L’institution française, s’appuyant sur « trois cas relevés dans des revues scientifiques notamment l’European Respiratory Journal, l’European Journal of Neurology et la revue médicale JAMA », indique que « Au vu de la multiplication et de la répétition de cette procédure de prélèvement, parfois réalisée dans des conditions inadaptées, il est important de rappeler les précautions à observer et les risques encourus. ». Au rang de ces risques, on retrouve des « complications (pouvant) être considérées comme bénignes (gêne, douleur ou saignement), », mais aussi « des complications graves (…) notamment des brèches de la base antérieure du crâne associées à un risque de méningite ».
L’une des complications documentées (1, 2) par les scientifiques et un cas de « Méningite due à une fuite de liquide céphalo-rachidien après un test d’écouvillonnage nasal pour COVID-19 » publié par la Revue Européenne de Neurologie le 28 novembre 2021.
Mais, à ce propos, Dr Nicolas Boulanger, médecin ORL et chirurgien cervico-facial interrogé par 20 minutes est dubitatif. « Je ne vois même pas comment une telle brèche pourrait se faire sur ce type de prélèvements, sauf à ce qu’il y ait une conjonction de facteurs : est-ce le préleveur qui a fait une fausse route et forcé sur un patient qui avait une malformation ou une pathologie pour aboutir à ce qui me semble être une complication rarissime ? », questionne-t-il (ici). Mais, rassure-t-il « il n’y a pour ainsi dire pas de risque d’avoir une méningite après un test PCR ou antigénique ». Interrogé en avril dernier par Sud-Ouest, l’ORL Jean-Marc Juvanon expliquait lui aussi que ces risques sont connus mais qu’ils restaient « très rares, car l’écouvillon est flexible (…) Il faut vraiment forcer pour perforer et provoquer une méningite. Le risque de complications graves est exceptionnel »
Plusieurs autres médecins interrogés sur les probables risques liés à la répétition des tests nasopharyngés approuvent qu’ils puissent exister, tout en rassurant qu’ils sont d’une extrême rareté. Rayan Sater, biologiste, membre du Syndicat des Jeunes biologistes, interrogé par la BFMTV.com, explique que le test nasopharyngé est un geste médical invasif qui a très rarement des conséquences graves.
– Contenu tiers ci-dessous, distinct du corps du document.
//! One stream session

use std::sync::atomic::{AtomicBool, AtomicU32, Ordering};
use std::sync::Arc;
use std::time::Duration;

use parking_lot::Mutex;
use tokio::sync::{oneshot, watch};
use tokio::task::JoinHandle;
use tokio_util::sync::CancellationToken;

use crate::error::Result;
use crate::send::SendOptions;
use crate::transport::StreamHandle;

/// Ping ids for one session: 1, 2, ... up to `wrap`, then 1 again
#[derive(Debug)]
pub(crate) struct PingCounter {
    current: AtomicU32,
    wrap: u32,
}

impl PingCounter {
    pub(crate) fn new(wrap: u32) -> Self {
        Self {
            current: AtomicU32::new(0),
            wrap,
        }
    }

    pub(crate) fn next(&self) -> u32 {
        let wrap = self.wrap;
        let previous = match self
            .current
            .fetch_update(Ordering::SeqCst, Ordering::SeqCst, |current| {
                let id = current + 1;
                Some(if id >= wrap { 0 } else { id })
            }) {
            Ok(previous) | Err(previous) => previous,
        };
        previous + 1
    }
}

/// A single stream and everything bound to its lifetime
///
/// `cancel` fires when the session ends. Requests, the heartbeat and the
/// reader all observe it, so nothing outlives the stream it belongs to.
pub(crate) struct Session {
    pub(crate) id: u64,
    pub(crate) stream: Arc<dyn StreamHandle>,
    pub(crate) cancel: CancellationToken,
    explicit: AtomicBool,
    established: AtomicBool,
    ping_ids: PingCounter,
    last_ping_id: AtomicU32,
    inbound: watch::Sender<u64>,
    first_signal: Mutex<Option<oneshot::Sender<Result<()>>>>,
    tasks: Mutex<Vec<JoinHandle<()>>>,
}

impl Session {
    /// Returns the session and the receiver of its first-signal outcome
    pub(crate) fn new(
        id: u64,
        stream: Arc<dyn StreamHandle>,
        ping_id_wrap: u32,
    ) -> (Arc<Self>, oneshot::Receiver<Result<()>>) {
        let (first_tx, first_rx) = oneshot::channel();
        let session = Arc::new(Self {
            id,
            stream,
            cancel: CancellationToken::new(),
            explicit: AtomicBool::new(false),
            established: AtomicBool::new(false),
            ping_ids: PingCounter::new(ping_id_wrap),
            last_ping_id: AtomicU32::new(0),
            inbound: watch::channel(0).0,
            first_signal: Mutex::new(Some(first_tx)),
            tasks: Mutex::new(Vec::new()),
        });
        (session, first_rx)
    }

    /// Deliver the connect outcome
    ///
    /// Returns true if this call settled it; every later call is a no-op.
    pub(crate) fn settle(&self, outcome: Result<()>) -> bool {
        match self.first_signal.lock().take() {
            Some(tx) => {
                let _ = tx.send(outcome);
                true
            }
            None => false,
        }
    }

    pub(crate) fn record_inbound(&self) {
        self.inbound.send_modify(|count| *count = count.wrapping_add(1));
    }

    /// Counter bumped on every inbound message
    pub(crate) fn inbound_activity(&self) -> watch::Receiver<u64> {
        self.inbound.subscribe()
    }

    pub(crate) fn next_ping_id(&self) -> u32 {
        let id = self.ping_ids.next();
        self.last_ping_id.store(id, Ordering::SeqCst);
        id
    }

    /// Id of the most recent ping, 0 before the first one
    pub(crate) fn last_ping_id(&self) -> u32 {
        self.last_ping_id.load(Ordering::SeqCst)
    }

    pub(crate) fn mark_explicit(&self, explicit: bool) {
        self.explicit.store(explicit, Ordering::SeqCst);
    }

    pub(crate) fn is_explicit(&self) -> bool {
        self.explicit.load(Ordering::SeqCst)
    }

    pub(crate) fn mark_established(&self) {
        self.established.store(true, Ordering::SeqCst);
    }

    pub(crate) fn is_established(&self) -> bool {
        self.established.load(Ordering::SeqCst)
    }

    pub(crate) fn send_options(&self, timeout: Duration) -> SendOptions {
        SendOptions {
            timeout,
            cancel: self.cancel.clone(),
        }
    }

    /// Bind a background task to this session
    pub(crate) fn track(&self, handle: JoinHandle<()>) {
        let mut tasks = self.tasks.lock();
        tasks.retain(|task| !task.is_finished());
        if self.cancel.is_cancelled() {
            handle.abort();
        } else {
            tasks.push(handle);
        }
    }

    /// End the session: abort pending requests and stop bound tasks
    pub(crate) fn shutdown(&self) {
        self.first_signal.lock().take();
        self.cancel.cancel();
        for task in self.tasks.lock().drain(..) {
            task.abort();
        }
    }
}

impl Drop for Session {
    fn drop(&mut self) {
        self.cancel.cancel();
        for task in self.tasks.get_mut().drain(..) {
            task.abort();
        }
    }
}
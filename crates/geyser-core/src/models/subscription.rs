//! Registered subscription model

use serde::{Deserialize, Serialize};

use super::Method;

/// A subscription registered by the caller
///
/// `params` is opaque to the client: it is copied verbatim into the bucket of
/// `method` when the merged request is built.
#[derive(Debug, Clone, PartialEq, Serialize, Deserialize)]
pub struct Subscription {
    /// Stream category
    pub method: Method,
    /// Filter parameters for the category
    #[serde(default)]
    pub params: serde_json::Value,
}

impl Subscription {
    pub fn new(method: Method, params: serde_json::Value) -> Self {
        Self { method, params }
    }
}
Mais, précise-t-il, comme tout acte médical, il y a parfois une marge d’erreurs. Arthur Clément, médecin biologiste au Laboratoire Clément, indique à BFMTV le 2 février 2022 que s’il est bien réalisé, “le prélèvement ne présente aucun risque car il n’y a aucune effraction de muqueuse, car l’écouvillon reste dans le conduit nasopharyngé”.
Docteur Prisca Talboussouma, responsable du centre de santé d’Amoutivé dans la Commune du Golfe 4 à Lomé et personne ressource sur les questions liées à la Covid-19, contactée par Togocheck le 2 mars 2022, a déclaré que multiplier des tests de dépistage n’est en rien dangereux s’ils sont bien pratiqués. Pour ceux qui le font fréquemment à cause des voyages, c’est la sensation désagréable qui peut poser un problème.
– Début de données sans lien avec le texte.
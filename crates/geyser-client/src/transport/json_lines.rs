//! Newline-delimited JSON transport over TCP
//!
//! Each line written is one [`SubscribeRequest`], each line read is one
//! [`SubscribeUpdate`]. When a token is configured the first line sent on a
//! new connection is `{"x-token": "<token>"}`.

use std::sync::atomic::{AtomicBool, Ordering};
use std::sync::Arc;

use async_trait::async_trait;
use geyser_core::{SubscribeRequest, SubscribeUpdate};
use tokio::io::{AsyncBufReadExt, AsyncWriteExt, BufReader};
use tokio::net::tcp::{OwnedReadHalf, OwnedWriteHalf};
use tokio::net::TcpStream;
use tokio::sync::mpsc;
use tokio::task::JoinHandle;
use tracing::{debug, info, warn};

use super::{OpenedStream, StreamHandle, StreamSignal, StreamTransport, TransportError};

/// TCP transport speaking newline-delimited JSON
#[derive(Debug, Clone)]
pub struct JsonLinesTransport {
    address: String,
    token: Option<String>,
}

impl JsonLinesTransport {
    /// `address` is a `host:port` pair
    pub fn new(address: impl Into<String>) -> Self {
        Self {
            address: address.into(),
            token: None,
        }
    }

    /// Authenticate every new stream with `token`
    pub fn with_token(mut self, token: impl Into<String>) -> Self {
        self.token = Some(token.into());
        self
    }

    pub fn address(&self) -> &str {
        &self.address
    }
}

#[async_trait]
impl StreamTransport for JsonLinesTransport {
    async fn open(&self) -> Result<OpenedStream, TransportError> {
        info!(address = %self.address, "Opening stream");

        let socket = TcpStream::connect(&self.address)
            .await
            .map_err(|e| TransportError::ConnectionFailed(format!("{}: {}", self.address, e)))?;
        socket.set_nodelay(true)?;

        let (read_half, write_half) = socket.into_split();
        let (signal_tx, signals) = mpsc::unbounded_channel();
        let stream = JsonLinesStream::start(read_half, write_half, signal_tx);

        if let Some(token) = &self.token {
            let preamble = serde_json::json!({ "x-token": token });
            stream.write_line(&preamble).await?;
        }

        Ok(OpenedStream {
            handle: Arc::new(stream),
            signals,
        })
    }
}

struct JsonLinesStream {
    writer: Arc<tokio::sync::Mutex<Option<OwnedWriteHalf>>>,
    signal_tx: mpsc::UnboundedSender<StreamSignal>,
    closed: Arc<AtomicBool>,
    reader: parking_lot::Mutex<Option<JoinHandle<()>>>,
}

impl JsonLinesStream {
    fn start(
        read_half: OwnedReadHalf,
        write_half: OwnedWriteHalf,
        signal_tx: mpsc::UnboundedSender<StreamSignal>,
    ) -> Self {
        let closed = Arc::new(AtomicBool::new(false));
        let reader = tokio::spawn(read_lines(read_half, signal_tx.clone(), closed.clone()));

        Self {
            writer: Arc::new(tokio::sync::Mutex::new(Some(write_half))),
            signal_tx,
            closed,
            reader: parking_lot::Mutex::new(Some(reader)),
        }
    }

    async fn write_line<T: serde::Serialize>(&self, value: &T) -> Result<(), TransportError> {
        let mut line = serde_json::to_vec(value)
            .map_err(|e| TransportError::ProtocolError(e.to_string()))?;
        line.push(b'\n');

        let mut writer = self.writer.lock().await;
        let Some(writer) = writer.as_mut() else {
            return Err(TransportError::ConnectionClosed);
        };
        writer
            .write_all(&line)
            .await
            .map_err(|e| TransportError::WriteFailed(e.to_string()))?;
        writer
            .flush()
            .await
            .map_err(|e| TransportError::WriteFailed(e.to_string()))
    }

    /// Stop reading, shut the socket down and report the outcome
    fn teardown(&self, cancelled: bool) {
        if let Some(reader) = self.reader.lock().take() {
            reader.abort();
        }

        let writer = self.writer.clone();
        tokio::spawn(async move {
            if let Some(mut writer) = writer.lock().await.take() {
                let _ = writer.shutdown().await;
            }
        });

        if cancelled && !self.closed.load(Ordering::SeqCst) {
            let _ = self
                .signal_tx
                .send(StreamSignal::Error(TransportError::Cancelled));
        }
        emit_close(&self.closed, &self.signal_tx);
    }
}

#[async_trait]
impl StreamHandle for JsonLinesStream {
    async fn write(&self, request: &SubscribeRequest) -> Result<(), TransportError> {
        self.write_line(request).await
    }

    fn cancel(&self) {
        debug!("Cancelling stream");
        self.teardown(true);
    }

    fn destroy(&self) {
        debug!("Destroying stream");
        self.teardown(false);
    }
}

impl Drop for JsonLinesStream {
    fn drop(&mut self) {
        if let Some(reader) = self.reader.lock().take() {
            reader.abort();
        }
    }
}

async fn read_lines(
    read_half: OwnedReadHalf,
    signal_tx: mpsc::UnboundedSender<StreamSignal>,
    closed: Arc<AtomicBool>,
) {
    let mut lines = BufReader::new(read_half).lines();
    loop {
        match lines.next_line().await {
            Ok(Some(line)) => {
                let line = line.trim();
                if line.is_empty() {
                    continue;
                }
                let signal = match serde_json::from_str::<SubscribeUpdate>(line) {
                    Ok(update) => StreamSignal::Data(update),
                    Err(e) => {
                        warn!(error = %e, "Discarding malformed message");
                        StreamSignal::Error(TransportError::ProtocolError(e.to_string()))
                    }
                };
                if signal_tx.send(signal).is_err() {
                    break;
                }
            }
            Ok(None) => {
                debug!("Peer ended the stream");
                let _ = signal_tx.send(StreamSignal::End);
                break;
            }
            Err(e) => {
                let _ = signal_tx.send(StreamSignal::Error(TransportError::ReadFailed(
                    e.to_string(),
                )));
                break;
            }
        }
    }
    emit_close(&closed, &signal_tx);
}

fn emit_close(closed: &AtomicBool, signal_tx: &mpsc::UnboundedSender<StreamSignal>) {
    if !closed.swap(true, Ordering::SeqCst) {
        let _ = signal_tx.send(StreamSignal::Close);
    }
}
Docteur Nicolas Boulanger confirme également que la réalisation d’un test PCR ” répété ou mal maîtrisé, peut effectivement causer douleurs et saignements”. Pour éviter les désagréments, l’Académie nationale de médecine indique pour sa part qu’il s’agit d’un geste technique qui doit être confié « aux professionnels de santé formés pour la réalisation de ce geste dans des conditions techniques rigoureuses ».
En conclusion
Même si le prélèvement nasopharyngé peut créer de l’inconfort, sa réalisation ou sa répétition n’entraîne aucun effet négatif sur la santé s’il est bien réalisé et dans les bonnes conditions. Par ailleurs, l’information selon laquelle l’écouvillon utilisé pour réaliser le prélèvement nasopharyngé endommage la barrière hémato-encéphalique, n’est avérée.